Supplied data Start Marker

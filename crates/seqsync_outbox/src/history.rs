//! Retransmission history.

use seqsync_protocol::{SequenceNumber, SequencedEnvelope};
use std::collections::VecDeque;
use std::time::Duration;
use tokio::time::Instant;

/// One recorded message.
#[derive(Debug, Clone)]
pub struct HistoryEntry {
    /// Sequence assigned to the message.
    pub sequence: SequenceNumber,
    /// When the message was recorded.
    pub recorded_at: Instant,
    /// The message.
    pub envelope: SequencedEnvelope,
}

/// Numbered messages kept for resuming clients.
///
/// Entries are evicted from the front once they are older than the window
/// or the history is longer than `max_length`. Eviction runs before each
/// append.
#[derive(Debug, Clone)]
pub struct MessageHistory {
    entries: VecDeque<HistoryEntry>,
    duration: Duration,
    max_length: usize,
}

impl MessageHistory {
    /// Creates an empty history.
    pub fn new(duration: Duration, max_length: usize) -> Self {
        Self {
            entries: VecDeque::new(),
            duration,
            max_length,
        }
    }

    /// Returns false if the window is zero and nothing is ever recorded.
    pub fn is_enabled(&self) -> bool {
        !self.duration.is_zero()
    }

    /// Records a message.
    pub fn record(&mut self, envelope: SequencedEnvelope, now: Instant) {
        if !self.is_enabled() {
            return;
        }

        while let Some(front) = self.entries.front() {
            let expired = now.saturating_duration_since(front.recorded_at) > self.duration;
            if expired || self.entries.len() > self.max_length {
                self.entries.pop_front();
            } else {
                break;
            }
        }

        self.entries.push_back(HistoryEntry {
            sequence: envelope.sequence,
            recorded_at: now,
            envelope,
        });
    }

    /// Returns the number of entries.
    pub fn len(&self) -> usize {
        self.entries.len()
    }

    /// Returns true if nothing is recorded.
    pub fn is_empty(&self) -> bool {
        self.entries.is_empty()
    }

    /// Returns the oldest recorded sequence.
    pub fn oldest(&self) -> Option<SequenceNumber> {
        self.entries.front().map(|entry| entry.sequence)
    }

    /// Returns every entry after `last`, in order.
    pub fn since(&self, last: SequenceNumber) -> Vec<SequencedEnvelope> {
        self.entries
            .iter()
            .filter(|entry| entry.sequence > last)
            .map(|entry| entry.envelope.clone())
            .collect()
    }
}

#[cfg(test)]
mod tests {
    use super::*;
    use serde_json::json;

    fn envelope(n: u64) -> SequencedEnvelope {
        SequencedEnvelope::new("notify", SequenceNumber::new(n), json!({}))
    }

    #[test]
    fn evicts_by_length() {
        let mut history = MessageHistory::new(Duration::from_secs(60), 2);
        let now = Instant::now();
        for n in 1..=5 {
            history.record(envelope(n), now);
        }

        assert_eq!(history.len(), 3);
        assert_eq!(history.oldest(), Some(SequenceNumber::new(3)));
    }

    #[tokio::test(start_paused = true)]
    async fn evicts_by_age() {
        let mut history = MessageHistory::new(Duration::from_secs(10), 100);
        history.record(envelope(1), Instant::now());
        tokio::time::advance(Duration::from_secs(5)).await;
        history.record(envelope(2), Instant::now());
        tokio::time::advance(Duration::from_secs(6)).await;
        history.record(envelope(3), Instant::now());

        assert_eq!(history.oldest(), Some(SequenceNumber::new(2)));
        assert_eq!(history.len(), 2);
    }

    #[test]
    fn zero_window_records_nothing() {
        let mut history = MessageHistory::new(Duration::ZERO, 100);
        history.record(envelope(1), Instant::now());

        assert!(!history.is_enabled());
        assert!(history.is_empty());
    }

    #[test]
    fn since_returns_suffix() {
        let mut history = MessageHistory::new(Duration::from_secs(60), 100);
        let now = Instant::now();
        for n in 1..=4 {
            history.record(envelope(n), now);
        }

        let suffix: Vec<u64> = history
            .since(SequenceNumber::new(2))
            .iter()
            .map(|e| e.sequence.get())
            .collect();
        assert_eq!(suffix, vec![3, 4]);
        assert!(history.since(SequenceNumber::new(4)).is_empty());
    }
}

Supplied data End Marker
Supplied data Start Marker

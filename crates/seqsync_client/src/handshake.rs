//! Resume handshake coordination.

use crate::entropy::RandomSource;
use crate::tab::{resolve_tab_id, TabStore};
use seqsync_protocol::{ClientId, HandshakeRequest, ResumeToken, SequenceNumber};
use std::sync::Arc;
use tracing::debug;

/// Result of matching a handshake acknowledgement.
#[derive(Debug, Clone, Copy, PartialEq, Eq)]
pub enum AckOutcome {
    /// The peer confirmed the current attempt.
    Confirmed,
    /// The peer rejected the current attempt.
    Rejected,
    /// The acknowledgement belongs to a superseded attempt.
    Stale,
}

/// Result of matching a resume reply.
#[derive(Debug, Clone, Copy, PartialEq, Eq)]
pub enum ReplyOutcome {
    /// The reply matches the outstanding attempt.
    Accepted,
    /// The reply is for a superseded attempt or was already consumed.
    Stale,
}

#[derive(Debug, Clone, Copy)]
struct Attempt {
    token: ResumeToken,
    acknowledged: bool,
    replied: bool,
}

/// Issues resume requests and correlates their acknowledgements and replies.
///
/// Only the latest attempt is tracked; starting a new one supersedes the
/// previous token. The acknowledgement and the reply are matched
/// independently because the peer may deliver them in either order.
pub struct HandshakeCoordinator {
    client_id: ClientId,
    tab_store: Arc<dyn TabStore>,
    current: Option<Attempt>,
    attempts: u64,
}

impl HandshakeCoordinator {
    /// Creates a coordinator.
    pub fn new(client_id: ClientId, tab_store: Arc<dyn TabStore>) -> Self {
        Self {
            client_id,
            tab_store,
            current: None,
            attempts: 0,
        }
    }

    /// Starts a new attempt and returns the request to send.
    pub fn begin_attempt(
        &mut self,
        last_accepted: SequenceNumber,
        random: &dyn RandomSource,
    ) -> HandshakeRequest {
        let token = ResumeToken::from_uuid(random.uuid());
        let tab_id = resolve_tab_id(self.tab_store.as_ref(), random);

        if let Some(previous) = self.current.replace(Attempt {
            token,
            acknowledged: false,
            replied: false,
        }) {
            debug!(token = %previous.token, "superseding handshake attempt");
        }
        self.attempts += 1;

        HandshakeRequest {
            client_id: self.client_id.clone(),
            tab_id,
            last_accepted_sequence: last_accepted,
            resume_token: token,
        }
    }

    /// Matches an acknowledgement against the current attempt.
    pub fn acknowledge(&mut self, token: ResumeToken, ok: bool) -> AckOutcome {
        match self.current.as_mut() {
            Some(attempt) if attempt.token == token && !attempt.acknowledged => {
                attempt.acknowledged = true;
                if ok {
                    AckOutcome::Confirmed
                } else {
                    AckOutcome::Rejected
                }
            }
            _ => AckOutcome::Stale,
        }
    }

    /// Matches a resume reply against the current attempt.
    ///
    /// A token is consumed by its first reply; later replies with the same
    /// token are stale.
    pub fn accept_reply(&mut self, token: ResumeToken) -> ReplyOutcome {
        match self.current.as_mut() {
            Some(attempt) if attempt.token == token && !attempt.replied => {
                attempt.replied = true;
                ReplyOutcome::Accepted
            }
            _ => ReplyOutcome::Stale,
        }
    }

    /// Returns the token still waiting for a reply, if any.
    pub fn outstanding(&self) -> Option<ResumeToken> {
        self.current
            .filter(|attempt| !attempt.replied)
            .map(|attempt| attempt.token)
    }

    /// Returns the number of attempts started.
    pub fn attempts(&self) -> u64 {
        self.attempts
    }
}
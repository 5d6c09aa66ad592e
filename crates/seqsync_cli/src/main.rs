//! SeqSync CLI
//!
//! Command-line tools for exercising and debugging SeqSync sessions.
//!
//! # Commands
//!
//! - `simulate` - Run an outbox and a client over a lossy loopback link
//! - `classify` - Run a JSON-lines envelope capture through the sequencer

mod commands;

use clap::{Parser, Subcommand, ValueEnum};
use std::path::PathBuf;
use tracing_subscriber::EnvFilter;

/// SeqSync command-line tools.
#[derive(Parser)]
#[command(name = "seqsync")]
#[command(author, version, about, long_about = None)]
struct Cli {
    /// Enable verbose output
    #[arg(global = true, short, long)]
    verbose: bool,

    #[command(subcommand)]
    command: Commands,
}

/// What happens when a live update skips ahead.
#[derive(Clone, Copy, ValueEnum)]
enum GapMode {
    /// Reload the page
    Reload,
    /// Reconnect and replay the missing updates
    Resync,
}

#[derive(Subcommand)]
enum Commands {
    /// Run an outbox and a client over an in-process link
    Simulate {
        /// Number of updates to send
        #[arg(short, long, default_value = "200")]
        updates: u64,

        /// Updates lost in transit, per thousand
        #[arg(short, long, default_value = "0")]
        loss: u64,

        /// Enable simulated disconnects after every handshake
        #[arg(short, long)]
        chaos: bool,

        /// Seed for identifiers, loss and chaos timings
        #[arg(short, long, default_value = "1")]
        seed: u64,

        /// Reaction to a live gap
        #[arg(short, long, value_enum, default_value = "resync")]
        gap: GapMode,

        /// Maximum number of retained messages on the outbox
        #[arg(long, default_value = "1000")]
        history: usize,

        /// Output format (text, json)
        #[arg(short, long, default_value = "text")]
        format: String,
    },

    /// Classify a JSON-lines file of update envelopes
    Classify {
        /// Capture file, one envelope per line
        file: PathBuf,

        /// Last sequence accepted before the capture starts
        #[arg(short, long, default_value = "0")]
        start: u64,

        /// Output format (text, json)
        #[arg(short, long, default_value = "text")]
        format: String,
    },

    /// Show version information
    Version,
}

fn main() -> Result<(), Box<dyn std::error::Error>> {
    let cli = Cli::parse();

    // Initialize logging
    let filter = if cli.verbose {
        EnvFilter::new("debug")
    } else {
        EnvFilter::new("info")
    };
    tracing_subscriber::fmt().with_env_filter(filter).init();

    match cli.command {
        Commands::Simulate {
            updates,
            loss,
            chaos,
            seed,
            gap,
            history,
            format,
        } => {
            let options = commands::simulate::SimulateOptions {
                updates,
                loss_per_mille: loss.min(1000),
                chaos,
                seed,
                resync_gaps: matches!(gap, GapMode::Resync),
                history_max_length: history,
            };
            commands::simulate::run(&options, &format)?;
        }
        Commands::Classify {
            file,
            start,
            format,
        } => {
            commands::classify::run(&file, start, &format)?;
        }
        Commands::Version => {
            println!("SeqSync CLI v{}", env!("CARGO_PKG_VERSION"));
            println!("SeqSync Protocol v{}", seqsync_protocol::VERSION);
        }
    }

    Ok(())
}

Supplied data End Marker

What to produce → What must be returned is only the number of lines in the records that hold the word "than".

Response box → 2